### Drug Dealer’s Bid for Post-Prison Relief Shot Down
Pennsylvania’s Superior Court slammed the door on Rakim Lamar Johnson’s second attempt at post-conviction relief, ruling he’s ineligible because he’s no longer serving time for his drug crimes. The court affirmed the denial of his PCRA petition as meritless, emphasizing that once a sentence ends, the window for such challenges slams shut under state law.

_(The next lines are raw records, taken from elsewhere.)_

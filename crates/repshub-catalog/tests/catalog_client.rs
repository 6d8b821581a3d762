//! Integration tests for `CatalogClient` and `CatalogState` against a
//! wiremock `PostgREST` stand-in.

use serde_json::json;
use wiremock::matchers::{header, method, path, query_param};
use wiremock::{Mock, MockServer, ResponseTemplate};

use repshub_catalog::{CatalogClient, CatalogError, CatalogFilters, CatalogState, SortKey};
use repshub_core::Category;

const PRODUCTS_PATH: &str = "/rest/v1/products_clean";

fn test_client(base_url: &str) -> CatalogClient {
    CatalogClient::new(base_url, "anon-key", 5, "repshub-test/0.1")
        .expect("failed to build test CatalogClient")
}

fn row(name: &str, price: f64) -> serde_json::Value {
    json!({
        "id": name,
        "nombre": name,
        "categoria": null,
        "descripcion": null,
        "calidad": "1:1",
        "precio_cny": price,
        "imagen_url": null,
        "source_url": "https://weidian.com/item.html?itemID=1",
        "created_at": "2025-10-01T12:00:00+00:00",
        "activo": true
    })
}

#[tokio::test]
async fn fetch_page_sends_range_and_auth_headers() {
    let server = MockServer::start().await;

    Mock::given(method("GET"))
        .and(path(PRODUCTS_PATH))
        .and(query_param("select", "*"))
        .and(query_param("activo", "eq.true"))
        .and(query_param("order", "created_at.desc"))
        .and(header("apikey", "anon-key"))
        .and(header("authorization", "Bearer anon-key"))
        .and(header("prefer", "count=exact"))
        .and(header("range", "36-71"))
        .respond_with(
            ResponseTemplate::new(200)
                .set_body_json(&json!([row("Buzo Nike", 120.0)]))
                .insert_header("Content-Range", "36-71/120"),
        )
        .expect(1)
        .mount(&server)
        .await;

    let client = test_client(&server.uri());
    let page = client
        .fetch_page(2, 36, &CatalogFilters::default())
        .await
        .expect("page should load");

    assert_eq!(page.products.len(), 1);
    assert_eq!(page.total_count, 120);
    assert_eq!(page.total_pages, 4);
    assert_eq!(page.current_page, 2);
}

#[tokio::test]
async fn fetch_page_encodes_filters_as_postgrest_operators() {
    let server = MockServer::start().await;

    Mock::given(method("GET"))
        .and(path(PRODUCTS_PATH))
        .and(query_param("calidad", "eq.1:1"))
        .and(query_param("nombre", "ilike.%dunk%"))
        .and(query_param("nombre", "ilike.%acne%"))
        .and(query_param("order", "nombre.desc"))
        .respond_with(
            ResponseTemplate::new(200)
                .set_body_json(&json!([]))
                .insert_header("Content-Range", "*/0"),
        )
        .expect(1)
        .mount(&server)
        .await;

    let filters = CatalogFilters {
        quality: Some("1:1".to_string()),
        search: Some("dunk".to_string()),
        brand: Some("acne-studios".to_string()),
        sort: SortKey::NombreDesc,
        ..CatalogFilters::default()
    };
    let page = test_client(&server.uri())
        .fetch_page(1, 36, &filters)
        .await
        .expect("page should load");

    assert!(page.products.is_empty());
    assert_eq!(page.total_count, 0);
    assert_eq!(page.total_pages, 1);
}

#[tokio::test]
async fn category_filter_paginates_after_local_filtering() {
    let server = MockServer::start().await;

    let rows = json!([
        row("Zapatillas Samba", 300.0),
        row("Buzo Essentials", 200.0),
        row("Zapatillas Dunk", 100.0),
        row("Caja para zapatillas", 20.0),
        row("Sneakers Jordan 4", 250.0),
    ]);

    Mock::given(method("GET"))
        .and(path(PRODUCTS_PATH))
        .and(header("range", "0-999"))
        .respond_with(
            ResponseTemplate::new(200)
                .set_body_json(&rows)
                .insert_header("Content-Range", "0-4/5"),
        )
        .mount(&server)
        .await;

    let filters = CatalogFilters {
        category: Some(Category::Calzado),
        sort: SortKey::PrecioAsc,
        ..CatalogFilters::default()
    };
    let client = test_client(&server.uri());

    let first = client.fetch_page(1, 2, &filters).await.expect("page 1");
    let names: Vec<&str> = first.products.iter().map(|p| p.name.as_str()).collect();
    assert_eq!(names, vec!["Zapatillas Dunk", "Sneakers Jordan 4"]);
    assert_eq!(first.total_count, 3);
    assert_eq!(first.total_pages, 2);

    let second = client.fetch_page(2, 2, &filters).await.expect("page 2");
    let names: Vec<&str> = second.products.iter().map(|p| p.name.as_str()).collect();
    assert_eq!(names, vec!["Zapatillas Samba"]);
}

#[tokio::test]
async fn non_success_status_surfaces_body() {
    let server = MockServer::start().await;

    Mock::given(method("GET"))
        .and(path(PRODUCTS_PATH))
        .respond_with(ResponseTemplate::new(401).set_body_string("invalid api key"))
        .mount(&server)
        .await;

    let err = test_client(&server.uri())
        .fetch_page(1, 36, &CatalogFilters::default())
        .await
        .expect_err("401 should fail");

    match err {
        CatalogError::UnexpectedStatus { status, body } => {
            assert_eq!(status, 401);
            assert_eq!(body, "invalid api key");
        }
        other => panic!("expected UnexpectedStatus, got: {other:?}"),
    }
}

#[tokio::test]
async fn malformed_body_is_a_deserialize_error() {
    let server = MockServer::start().await;

    Mock::given(method("GET"))
        .and(path(PRODUCTS_PATH))
        .respond_with(ResponseTemplate::new(200).set_body_json(&json!({"message": "nope"})))
        .mount(&server)
        .await;

    let err = test_client(&server.uri())
        .fetch_page(1, 36, &CatalogFilters::default())
        .await
        .expect_err("object body should fail");

    assert!(
        matches!(err, CatalogError::Deserialize { .. }),
        "expected Deserialize, got: {err:?}"
    );
}

#[tokio::test]
async fn slow_response_is_a_timeout() {
    let server = MockServer::start().await;

    Mock::given(method("GET"))
        .and(path(PRODUCTS_PATH))
        .respond_with(
            ResponseTemplate::new(200)
                .set_body_json(&json!([]))
                .set_delay(std::time::Duration::from_secs(3)),
        )
        .mount(&server)
        .await;

    let client = CatalogClient::new(&server.uri(), "anon-key", 1, "repshub-test/0.1")
        .expect("client");
    let err = client
        .fetch_page(1, 36, &CatalogFilters::default())
        .await
        .expect_err("delay should exceed timeout");

    assert!(
        matches!(err, CatalogError::Timeout { .. }),
        "expected Timeout, got: {err:?}"
    );
}

#[tokio::test]
async fn zero_page_is_rejected_without_a_request() {
    let server = MockServer::start().await;

    Mock::given(method("GET"))
        .respond_with(ResponseTemplate::new(200).set_body_json(&json!([])))
        .expect(0)
        .mount(&server)
        .await;

    let err = test_client(&server.uri())
        .fetch_page(0, 36, &CatalogFilters::default())
        .await
        .expect_err("page 0 is invalid");

    assert!(matches!(
        err,
        CatalogError::InvalidPage {
            page: 0,
            page_size: 36
        }
    ));
}

#[tokio::test]
async fn featured_draws_from_latest_fifty() {
    let server = MockServer::start().await;

    let rows: Vec<serde_json::Value> = (0..8).map(|i| row(&format!("p{i}"), 10.0)).collect();

    Mock::given(method("GET"))
        .and(path(PRODUCTS_PATH))
        .and(query_param("limit", "50"))
        .and(query_param("order", "created_at.desc"))
        .respond_with(ResponseTemplate::new(200).set_body_json(&rows))
        .expect(1)
        .mount(&server)
        .await;

    let featured = test_client(&server.uri())
        .fetch_featured(5)
        .await
        .expect("featured should load");

    assert_eq!(featured.len(), 5);
    let mut names: Vec<&str> = featured.iter().map(|p| p.name.as_str()).collect();
    names.sort_unstable();
    names.dedup();
    assert_eq!(names.len(), 5, "featured products must be distinct");
}

#[tokio::test]
async fn state_updates_only_on_success() {
    let server = MockServer::start().await;

    Mock::given(method("GET"))
        .and(path(PRODUCTS_PATH))
        .and(header("range", "0-35"))
        .respond_with(
            ResponseTemplate::new(200)
                .set_body_json(&json!([row("Buzo", 1.0)]))
                .insert_header("Content-Range", "0-35/100"),
        )
        .mount(&server)
        .await;
    Mock::given(method("GET"))
        .and(path(PRODUCTS_PATH))
        .and(header("range", "36-71"))
        .respond_with(ResponseTemplate::new(500).set_body_string("boom"))
        .mount(&server)
        .await;

    let client = test_client(&server.uri());
    let mut state = CatalogState::new(36);

    state
        .load_page(&client, 1, CatalogFilters::default())
        .await
        .expect("first page");
    assert_eq!(state.current_page(), 1);
    assert_eq!(state.total_pages(), 3);
    assert_eq!(state.next_page(), Some(2));

    let search = CatalogFilters {
        search: Some("buzo".to_string()),
        ..CatalogFilters::default()
    };
    let result = state.load_page(&client, 2, search).await;
    assert!(result.is_err());
    assert_eq!(state.current_page(), 1);
    assert_eq!(state.total_pages(), 3);
    assert_eq!(state.filters(), &CatalogFilters::default());
}

#[tokio::test]
async fn reload_refetches_current_page_and_filters() {
    let server = MockServer::start().await;

    let page_two = || {
        Mock::given(method("GET"))
            .and(path(PRODUCTS_PATH))
            .and(header("range", "36-71"))
            .and(query_param("nombre", "ilike.%buzo%"))
    };

    page_two()
        .respond_with(
            ResponseTemplate::new(200)
                .set_body_json(&json!([row("Buzo", 1.0)]))
                .insert_header("Content-Range", "36-36/100"),
        )
        .up_to_n_times(1)
        .expect(1)
        .mount(&server)
        .await;
    page_two()
        .respond_with(ResponseTemplate::new(503).set_body_string("unavailable"))
        .up_to_n_times(1)
        .expect(1)
        .mount(&server)
        .await;
    page_two()
        .respond_with(
            ResponseTemplate::new(200)
                .set_body_json(&json!([row("Buzo", 1.0), row("Buzo Box", 2.0)]))
                .insert_header("Content-Range", "36-37/120"),
        )
        .expect(1)
        .mount(&server)
        .await;

    let client = test_client(&server.uri());
    let mut state = CatalogState::new(36);
    let search = CatalogFilters {
        search: Some("buzo".to_string()),
        ..CatalogFilters::default()
    };

    state
        .load_page(&client, 2, search.clone())
        .await
        .expect("initial load");
    assert_eq!(state.total_count(), 100);

    let failed = state.reload(&client).await;
    assert!(matches!(
        failed,
        Err(CatalogError::UnexpectedStatus { status: 503, .. })
    ));
    assert_eq!(state.current_page(), 2);
    assert_eq!(state.total_count(), 100);

    let page = state.reload(&client).await.expect("reload after failure");
    assert_eq!(page.products.len(), 2);
    assert_eq!(state.current_page(), 2);
    assert_eq!(state.total_count(), 120);
    assert_eq!(state.total_pages(), 4);
    assert_eq!(state.filters(), &search);
}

It all started in October 2016 when Johnson, desperate for a ride from Pittsburgh to Altoona, handed an undercover cop heroin and crack cocaine instead of cash. Busted for possession with intent to deliver and criminal use of a communication facility, he cut a deal: a negotiated guilty plea. On September 1, 2017, the Blair County judge handed down 18 months to 5 years for the main charge, a concurrent 6 to 24 months for the phone-related count, plus credit for time served. Johnson skipped a direct appeal.
Fast-forward to 2021: Johnson’s first PCRA petition—claiming who-knows-what—got tossed as untimely, and Superior Court backed that up in 2022, with Pennsylvania’s Supreme Court denying review in 2023. Undeterred, he fired off a second pro se petition in April 2024, alleging ineffective counsel and after-discovered evidence. By March 2025, the PCRA court dismissed it outright as meritless.
The legal showdown hinged on a PCRA eligibility rule straight from 42 Pa.C.S. § 9543(a)(1)(i): You must be “currently serving a sentence of imprisonment, probation or parole” for the challenged conviction. Courts have long held—no ifs, ands, or buts—that relief vanishes the instant your sentence expires, even if you filed while still inside (see Commonwealth v. Williams, 977 A.2d 1174). Johnson’s max-out date? No later than September 1, 2022, factoring in credit. By then, he was a free man (sentence-wise), making his 2024 plea a non-starter.
In a crisp judgment order, Judge Dubow’s panel affirmed on December 8, 2025: Ineligibility kills the case. Johnson’s pro se appeal, challenging the “meritless” call, hit a brick wall—PCRA courts don’t bend for technicalities when the law’s this clear.